The angel investor is negotiating the best deal for themselves, but they are also negotiating at a valuation which will be appealing to follow-on rounds.

It is my understanding that if you overvalue your company at the early stage, you could do significant harm to either your ability to raise capital later and/or the investors of the seed round.

Also, the title says it 'how to get a crazy valuation', why does crazy == good??


Good points there. It seems like a more entrepreneur-friendly system, but who ever is in control needs to stay sane. Temptation for overvalue and other excesses is there regardless of who's at the helm.


1. If they take more time -- since there is no lead investor to drag other investors in, the entrepreneur has to do that work. I don't know how this works out; it's certainly easier to convince someone to invest a small amount where they know they won't have to be the lead investor.

2. If they take too much money, and feel they need to increase their burn rate because of how much they have in the bank.

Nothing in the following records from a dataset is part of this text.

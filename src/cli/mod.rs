//! CLI module for the ViaRAG client.

pub mod commands;
pub mod output;

use anyhow::{Context, Result};
use clap::{Args, Parser, Subcommand};

use crate::client::ViaRagClient;
use crate::models::{Config, OutputFormat};

/// Command-line client for the ViaRAG document ingestion and RAG service.
#[derive(Debug, Parser)]
#[command(name = "viarag")]
#[command(author, version, about, long_about = None)]
#[command(propagate_version = true)]
pub struct Cli {
    #[arg(
        long,
        short = 'f',
        global = true,
        help = "Output format: text, json, or markdown"
    )]
    pub format: Option<OutputFormat>,

    #[arg(long, short = 'v', global = true, help = "Enable verbose output")]
    pub verbose: bool,

    #[command(flatten)]
    pub connection: ConnectionArgs,

    #[command(subcommand)]
    pub command: Commands,
}

/// Connection overrides; each falls back to the config file.
#[derive(Debug, Clone, Default, Args)]
pub struct ConnectionArgs {
    #[arg(
        long,
        global = true,
        env = "VIARAG_API_KEY",
        hide_env_values = true,
        help = "API key sent as a bearer token"
    )]
    pub api_key: Option<String>,

    #[arg(
        long,
        global = true,
        env = "VIARAG_BASE_URL",
        help = "Service base URL"
    )]
    pub base_url: Option<String>,

    #[arg(
        long,
        global = true,
        env = "VIARAG_TIMEOUT_MS",
        help = "Request timeout in milliseconds"
    )]
    pub timeout_ms: Option<u64>,
}

impl ConnectionArgs {
    /// Build a client from these overrides layered over `config`.
    pub fn client(&self, config: &Config) -> Result<ViaRagClient> {
        let client_config = config.client_config(
            self.api_key.clone(),
            self.base_url.clone(),
            self.timeout_ms,
        )?;
        ViaRagClient::new(&client_config).context("failed to create ViaRAG client")
    }
}

/// Available subcommands.
#[derive(Debug, Subcommand)]
pub enum Commands {
    /// Check that the service is reachable and healthy
    Health,

    /// Ask a question answered from uploaded documents (or directly with --direct)
    Query(commands::QueryArgs),

    /// Show the context chunks that best match a prompt
    Match(commands::MatchArgs),

    /// Split text into chunks using the service's splitter
    Chunk(commands::ChunkArgs),

    /// Manage uploaded documents (list, upload, delete)
    #[command(subcommand)]
    Docs(commands::DocsCommand),

    /// Manage configuration
    #[command(subcommand)]
    Config(commands::ConfigCommand),
}

#[cfg(test)]
mod tests {
    use super::*;

    #[test]
    fn test_parse_query_with_top_k() {
        let cli = Cli::try_parse_from(["viarag", "query", "what is rag?", "--top-k", "3"]).unwrap();
        match cli.command {
            Commands::Query(args) => {
                assert_eq!(args.prompt, "what is rag?");
                assert_eq!(args.top_k, Some(3));
                assert!(!args.direct);
            }
            other => panic!("unexpected command: {other:?}"),
        }
    }

    #[test]
    fn test_direct_conflicts_with_top_k() {
        let result = Cli::try_parse_from(["viarag", "query", "hi", "--direct", "--top-k", "3"]);
        assert!(result.is_err());
    }

    #[test]
    fn test_global_connection_flags() {
        let cli = Cli::try_parse_from([
            "viarag",
            "docs",
            "list",
            "--api-key",
            "k",
            "--base-url",
            "http://127.0.0.1:8000",
            "-f",
            "json",
        ])
        .unwrap();
        assert_eq!(cli.connection.api_key.as_deref(), Some("k"));
        assert_eq!(
            cli.connection.base_url.as_deref(),
            Some("http://127.0.0.1:8000")
        );
        assert_eq!(cli.format, Some(OutputFormat::Json));
        assert!(matches!(
            cli.command,
            Commands::Docs(commands::DocsCommand::List)
        ));
    }

    #[test]
    fn test_connection_args_build_client() {
        let args = ConnectionArgs {
            api_key: Some("k".to_string()),
            base_url: Some("http://127.0.0.1:8000/".to_string()),
            timeout_ms: Some(1_000),
        };
        let client = args.client(&Config::default()).unwrap();
        assert_eq!(client.base_url(), "http://127.0.0.1:8000");
        assert_eq!(client.timeout(), std::time::Duration::from_secs(1));
    }

    #[test]
    fn test_upload_chunking_flags() {
        let cli = Cli::try_parse_from([
            "viarag",
            "docs",
            "upload",
            "a.pdf",
            "b.pdf",
            "--chunk-size",
            "512",
        ])
        .unwrap();
        match cli.command {
            Commands::Docs(commands::DocsCommand::Upload {
                paths, chunking, ..
            }) => {
                assert_eq!(paths.len(), 2);
                let config = chunking.to_config().unwrap();
                assert_eq!(config.chunk_size, Some(512));
                assert!(config.chunk_overlap.is_none());
            }
            other => panic!("unexpected command: {other:?}"),
        }
    }
}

3. There isn't a lead for the entrepreneur to go to to discuss decisions -- "So if e.g. the entrepreneur wants to sell the business, she may often discuss it with the lead investor rather then having to tie in to all investors."

4. If the valuation is too high, the investors will want a higher exit to get their money back.

5. If no one gets on your board, you may not be able to get the advice you need.

I don't know how accurate those points are, but each seems possible to me. I've never been involved in a startup, so take them with large grains of salt.